As a member of the cross-functional leadership team at Bond, I realized that the sales team was spending a disproportionate amount of time and cost onboarding SMB customers. These customers represented one of the highest lifetime value segments for Bond and often made repeat purchases. They shared their frustrated feedback with the slow and manual existing process and would often drop off before completing their order through an account executive. 

I hypothesized we could better serve these customers by redesigning our product suite to include features for this valuable and underserved audience. 

Approach:

I prepared multiple presentations (example above), leveraging current data and customer feedback to persuade marketing, sales, and C-suite leadership in the new direction for the product portfolio and initially encountered resistance at making such a substantial change.

I led the product team to conduct user interviews, where we quickly confirmed the hypothesis and demand for this redesign. We used this knowledge to build clickable prototypes with InVision, which we then tested with potential first customers to understand and inform what features were necessary at launch.
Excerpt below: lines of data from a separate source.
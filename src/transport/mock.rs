//! # Mock Backends
//!
//! Utilities for testing code that talks to the server without opening a
//! socket. This module is compiled in normal builds, not under `#[cfg(test)]`,
//! so integration tests in `tests/` can use it too.
//!
//! ## Fluent expectations
//!
//! [`MockBackend`] answers requests from a queue of expectations, in order:
//!
//! ```rust
//! use cloudhub_portal::session::SessionSnapshot;
//! use cloudhub_portal::transport::{mock::MockBackend, ApiClient, Method};
//! use serde_json::json;
//! use std::sync::Arc;
//!
//! # #[tokio::main]
//! # async fn main() {
//! let mock = MockBackend::new();
//! mock.expect(Method::Get, "http://h/api/v1/user")
//!     .respond_ok(json!({"userId": 1}));
//!
//! let client = ApiClient::new(mock.clone(), Arc::new(SessionSnapshot::anonymous()));
//! let user: serde_json::Value = client.get("http://h/api/v1/user").await.unwrap();
//! assert_eq!(user["userId"], 1);
//!
//! mock.verify();
//! # }
//! ```
//!
//! ## Channel backend
//!
//! When a test needs to inspect a request *before* deciding the answer, use
//! [`create_mock_backend`]: every request arrives on a receiver together with
//! a responder, and [`expect_request`] pulls the next one.

use super::backend::HttpBackend;
use super::classify::Completion;
use super::envelope::SUCCESS_CODE;
use super::request::{Method, PreparedRequest};
use async_trait::async_trait;
use serde_json::{json, Value};
use std::collections::VecDeque;
use std::sync::{Arc, Mutex};
use std::time::Duration;
use tokio::sync::{mpsc, oneshot};

// =============================================================================
// EXPECTATION BUILDER API
// =============================================================================

struct Expectation {
    method: Method,
    url: String,
    completion: Completion,
    delay: Option<Duration>,
}

/// A backend answering from a queue of expectations.
///
/// Clones share the same queue and request log, so a test can keep one handle
/// while the [`ApiClient`](super::ApiClient) owns another.
#[derive(Clone, Default)]
pub struct MockBackend {
    expectations: Arc<Mutex<VecDeque<Expectation>>>,
    requests: Arc<Mutex<Vec<PreparedRequest>>>,
}

impl MockBackend {
    pub fn new() -> Self {
        Self::default()
    }

    /// Expects the next request to be `method url`.
    pub fn expect(&self, method: Method, url: impl Into<String>) -> ExpectationBuilder {
        ExpectationBuilder {
            method,
            url: url.into(),
            delay: None,
            expectations: Arc::clone(&self.expectations),
        }
    }

    /// Every request seen so far, in arrival order.
    pub fn requests(&self) -> Vec<PreparedRequest> {
        self.requests
            .lock()
            .unwrap_or_else(|e| e.into_inner())
            .clone()
    }

    /// Panics if any expectation was never consumed.
    pub fn verify(&self) {
        let remaining = self
            .expectations
            .lock()
            .unwrap_or_else(|e| e.into_inner())
            .len();
        assert_eq!(
            remaining,
            0,
            "{remaining} expected request(s) never arrived"
        );
    }
}

#[async_trait]
impl HttpBackend for MockBackend {
    async fn send(&self, request: PreparedRequest) -> Completion {
        let expectation = {
            let mut queue = self.expectations.lock().unwrap_or_else(|e| e.into_inner());
            queue.pop_front()
        };
        self.requests
            .lock()
            .unwrap_or_else(|e| e.into_inner())
            .push(request.clone());

        let Some(expectation) = expectation else {
            panic!("Unexpected request: {} {}", request.method, request.url);
        };
        if expectation.method != request.method || expectation.url != request.url {
            panic!(
                "Request mismatch: expected {} {}, got {} {}",
                expectation.method, expectation.url, request.method, request.url
            );
        }

        if let Some(delay) = expectation.delay {
            tokio::time::sleep(delay).await;
        }
        expectation.completion
    }
}

/// Completes an expectation created by [`MockBackend::expect`].
pub struct ExpectationBuilder {
    method: Method,
    url: String,
    delay: Option<Duration>,
    expectations: Arc<Mutex<VecDeque<Expectation>>>,
}

impl ExpectationBuilder {
    /// Holds the answer back for `delay`, so cancellation can win the race.
    pub fn after(mut self, delay: Duration) -> Self {
        self.delay = Some(delay);
        self
    }

    /// Answers with a raw status and body.
    pub fn respond(self, status: u16, body: Value) {
        self.push(Completion::Response { status, body });
    }

    /// Answers `200` with a success envelope around `data`.
    pub fn respond_ok(self, data: Value) {
        self.respond(
            200,
            json!({
                "errorCode": SUCCESS_CODE,
                "status": 200,
                "tip": "OK",
                "message": "OK",
                "data": data,
            }),
        );
    }

    /// Answers with an error envelope.
    pub fn respond_error(self, status: u16, error_code: &str, message: &str) {
        self.respond(
            status,
            json!({
                "errorCode": error_code,
                "status": status,
                "tip": message,
                "message": message,
                "data": null,
            }),
        );
    }

    /// Simulates a request that never reached the server.
    pub fn fail_network(self, reason: &str) {
        self.push(Completion::NoResponse {
            reason: reason.to_string(),
        });
    }

    pub fn cancel(self) {
        self.push(Completion::Cancelled);
    }

    fn push(self, completion: Completion) {
        self.expectations
            .lock()
            .unwrap_or_else(|e| e.into_inner())
            .push_back(Expectation {
                method: self.method,
                url: self.url,
                completion,
                delay: self.delay,
            });
    }
}

// =============================================================================
// CHANNEL BACKEND
// =============================================================================

/// A request in flight through a [`ChannelBackend`].
pub struct BackendCall {
    pub request: PreparedRequest,
    pub respond_to: oneshot::Sender<Completion>,
}

/// Forwards every request to a receiver held by the test.
#[derive(Clone)]
pub struct ChannelBackend {
    sender: mpsc::Sender<BackendCall>,
}

#[async_trait]
impl HttpBackend for ChannelBackend {
    async fn send(&self, request: PreparedRequest) -> Completion {
        let (respond_to, response) = oneshot::channel();
        if self
            .sender
            .send(BackendCall { request, respond_to })
            .await
            .is_err()
        {
            return Completion::NoResponse {
                reason: "mock backend closed".to_string(),
            };
        }
        response.await.unwrap_or_else(|_| Completion::NoResponse {
            reason: "mock responder dropped".to_string(),
        })
    }
}

/// Creates a channel backend and the receiver its requests arrive on.
pub fn create_mock_backend(buffer: usize) -> (ChannelBackend, mpsc::Receiver<BackendCall>) {
    let (sender, receiver) = mpsc::channel(buffer);
    (ChannelBackend { sender }, receiver)
}

/// Waits for the next request and returns it with its responder.
pub async fn expect_request(
    receiver: &mut mpsc::Receiver<BackendCall>,
) -> Option<(PreparedRequest, oneshot::Sender<Completion>)> {
    receiver
        .recv()
        .await
        .map(|call| (call.request, call.respond_to))
}
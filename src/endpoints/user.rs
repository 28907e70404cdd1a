//! Users, passwords and user groups.

use super::{optional_segment, EndpointCatalog};
use std::fmt::Display;

impl EndpointCatalog {
    pub fn current_user_info(&self) -> String {
        format!("{}/user", self.prefix)
    }

    pub fn user(&self, admin: bool) -> String {
        format!("{}/user", self.scope(admin))
    }

    pub fn users(&self, user_id: Option<&str>, admin: bool) -> String {
        format!("{}/users{}", self.scope(admin), optional_segment(user_id))
    }

    pub fn search_users(&self, admin: bool) -> String {
        format!("{}/users/search", self.scope(admin))
    }

    pub fn user_info(&self, user_id: impl Display, admin: bool) -> String {
        format!("{}/users/{user_id}", self.scope(admin))
    }

    pub fn current_user_password(&self) -> String {
        format!("{}/user/password", self.prefix)
    }

    /// Admin password reset for another account.
    pub fn user_password(&self, user_id: impl Display) -> String {
        format!("{}/users/{user_id}/password", self.admin_prefix)
    }

    pub fn admin_users(&self) -> String {
        format!("{}/users", self.admin_prefix)
    }

    pub fn user_groups(&self, group_id: Option<&str>, admin: bool) -> String {
        format!("{}/groups{}", self.scope(admin), optional_segment(group_id))
    }

    pub fn user_group_setting(&self, group_id: impl Display) -> String {
        format!("{}/{group_id}/settings", self.user_groups(None, true))
    }

    pub fn user_group_members(&self, group_id: impl Display, admin: bool) -> String {
        format!("{}/{group_id}/members", self.user_groups(None, admin))
    }

    /// Groups an owner belongs to; `owner_type` is usually `user`.
    pub fn owner_user_group(
        &self,
        owner_id: impl Display,
        owner_type: impl Display,
        admin: bool,
    ) -> String {
        format!("{}/{owner_type}/{owner_id}/groups", self.scope(admin))
    }
}

#[cfg(test)]
mod tests {
    use crate::endpoints::EndpointCatalog;

    #[test]
    fn test_user_paths() {
        let c = EndpointCatalog::new("http://", "h");
        assert_eq!(c.current_user_info(), "http://h/api/v1/user");
        assert_eq!(c.users(None, true), "http://h/api/v1/admin/users");
        assert_eq!(c.user_info(7, false), "http://h/api/v1/users/7");
        assert_eq!(c.users(Some("7"), false), c.user_info(7, false));
        assert_eq!(c.user_password(7), "http://h/api/v1/admin/users/7/password");
        assert_eq!(c.current_user_password(), "http://h/api/v1/user/password");
        assert_eq!(
            c.user_group_setting(2),
            "http://h/api/v1/admin/groups/2/settings"
        );
        assert_eq!(
            c.user_group_members(2, false),
            "http://h/api/v1/groups/2/members"
        );
        assert_eq!(
            c.owner_user_group(7, "user", false),
            "http://h/api/v1/user/7/groups"
        );
    }
}
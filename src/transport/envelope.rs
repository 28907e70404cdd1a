//! # Response Envelope
//!
//! The backend wraps every JSON reply in
//! `{errorCode, status, tip, message, data}`; paged listings add
//! `page`, `size` and `total`.

use super::error::ErrorBody;
use serde::{Deserialize, Serialize};
use serde_json::Value;

/// The canonical "no error" code.
pub const SUCCESS_CODE: &str = "00000";

#[derive(Debug, Clone, Default, PartialEq, Serialize, Deserialize)]
#[serde(rename_all = "camelCase")]
pub struct ResponseEnvelope {
    #[serde(default)]
    pub error_code: Option<String>,
    #[serde(default)]
    pub status: Option<u16>,
    #[serde(default)]
    pub tip: Option<String>,
    #[serde(default)]
    pub message: Option<String>,
    #[serde(default)]
    pub data: Option<Value>,
    #[serde(default)]
    pub page: Option<u64>,
    #[serde(default)]
    pub size: Option<u64>,
    #[serde(default)]
    pub total: Option<u64>,
}

impl ResponseEnvelope {
    /// Reads the envelope fields out of a body; `None` for non-object bodies.
    pub fn from_body(body: &Value) -> Option<Self> {
        if !body.is_object() {
            return None;
        }
        serde_json::from_value(body.clone()).ok()
    }

    /// Builds the application-error body, filling gaps from the HTTP status.
    pub fn into_error_body(self, http_status: u16) -> ErrorBody {
        let message = self.message.or_else(|| self.tip.clone()).unwrap_or_default();
        ErrorBody {
            tip: self.tip.unwrap_or_else(|| message.clone()),
            message,
            error_code: self.error_code.unwrap_or_default(),
            status: self.status.unwrap_or(http_status),
        }
    }
}

/// One page of a listing, with the counters the server echoed back.
#[derive(Debug, Clone, PartialEq, Serialize)]
pub struct Page<T> {
    pub items: Vec<T>,
    pub page: u64,
    pub size: u64,
    pub total: u64,
}

impl<T> Page<T> {
    /// Whether later pages remain after this one.
    pub fn has_more(&self) -> bool {
        self.page.saturating_mul(self.size) < self.total
    }
}

/// The `errorCode` of a body, if it carries a non-empty one.
pub fn error_code_of(body: &Value) -> Option<&str> {
    body.get("errorCode")
        .and_then(Value::as_str)
        .filter(|code| !code.is_empty())
}

#[cfg(test)]
mod tests {
    use super::*;
    use serde_json::json;

    #[test]
    fn test_error_code_of() {
        assert_eq!(error_code_of(&json!({"errorCode": "A1001"})), Some("A1001"));
        assert_eq!(error_code_of(&json!({"errorCode": ""})), None);
        assert_eq!(error_code_of(&json!({"errorCode": null})), None);
        assert_eq!(error_code_of(&json!({"data": 1})), None);
        assert_eq!(error_code_of(&json!("plain text")), None);
    }

    #[test]
    fn test_page_has_more() {
        let page = Page { items: vec![1, 2], page: 1, size: 2, total: 3 };
        assert!(page.has_more());
        let last = Page { items: vec![3], page: 2, size: 2, total: 3 };
        assert!(!last.has_more());
    }

    #[test]
    fn test_error_body_falls_back_to_http_status() {
        let envelope = ResponseEnvelope::from_body(&json!({
            "errorCode": "B2001",
            "message": "storage not found"
        }))
        .unwrap();
        let body = envelope.into_error_body(404);
        assert_eq!(body.error_code, "B2001");
        assert_eq!(body.status, 404);
        assert_eq!(body.tip, "storage not found");
    }
}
Armed with a substantiated hypothesis, and the learnings from multiple customer interviews and user tests, I was able to get stakeholder buy-in to move forward with the redesign. I put together the product requirements documentation (available below) and go-to-market plan. These assets were our guiding light and were shared broadly across the company to make sure all teams moved in the same direction.

Outcome:

We shipped the minimum viable redesign of the web and iOS mobile applications in >3 months. The new feature set added $1+ million in top-line revenue, a 433 percent jump YoY (Report from Stripe below).

Additionally, the sales team was also able to shift focus to Enterprise deals, increasing their average deal size from $4,000 to $10,000+ over the same period.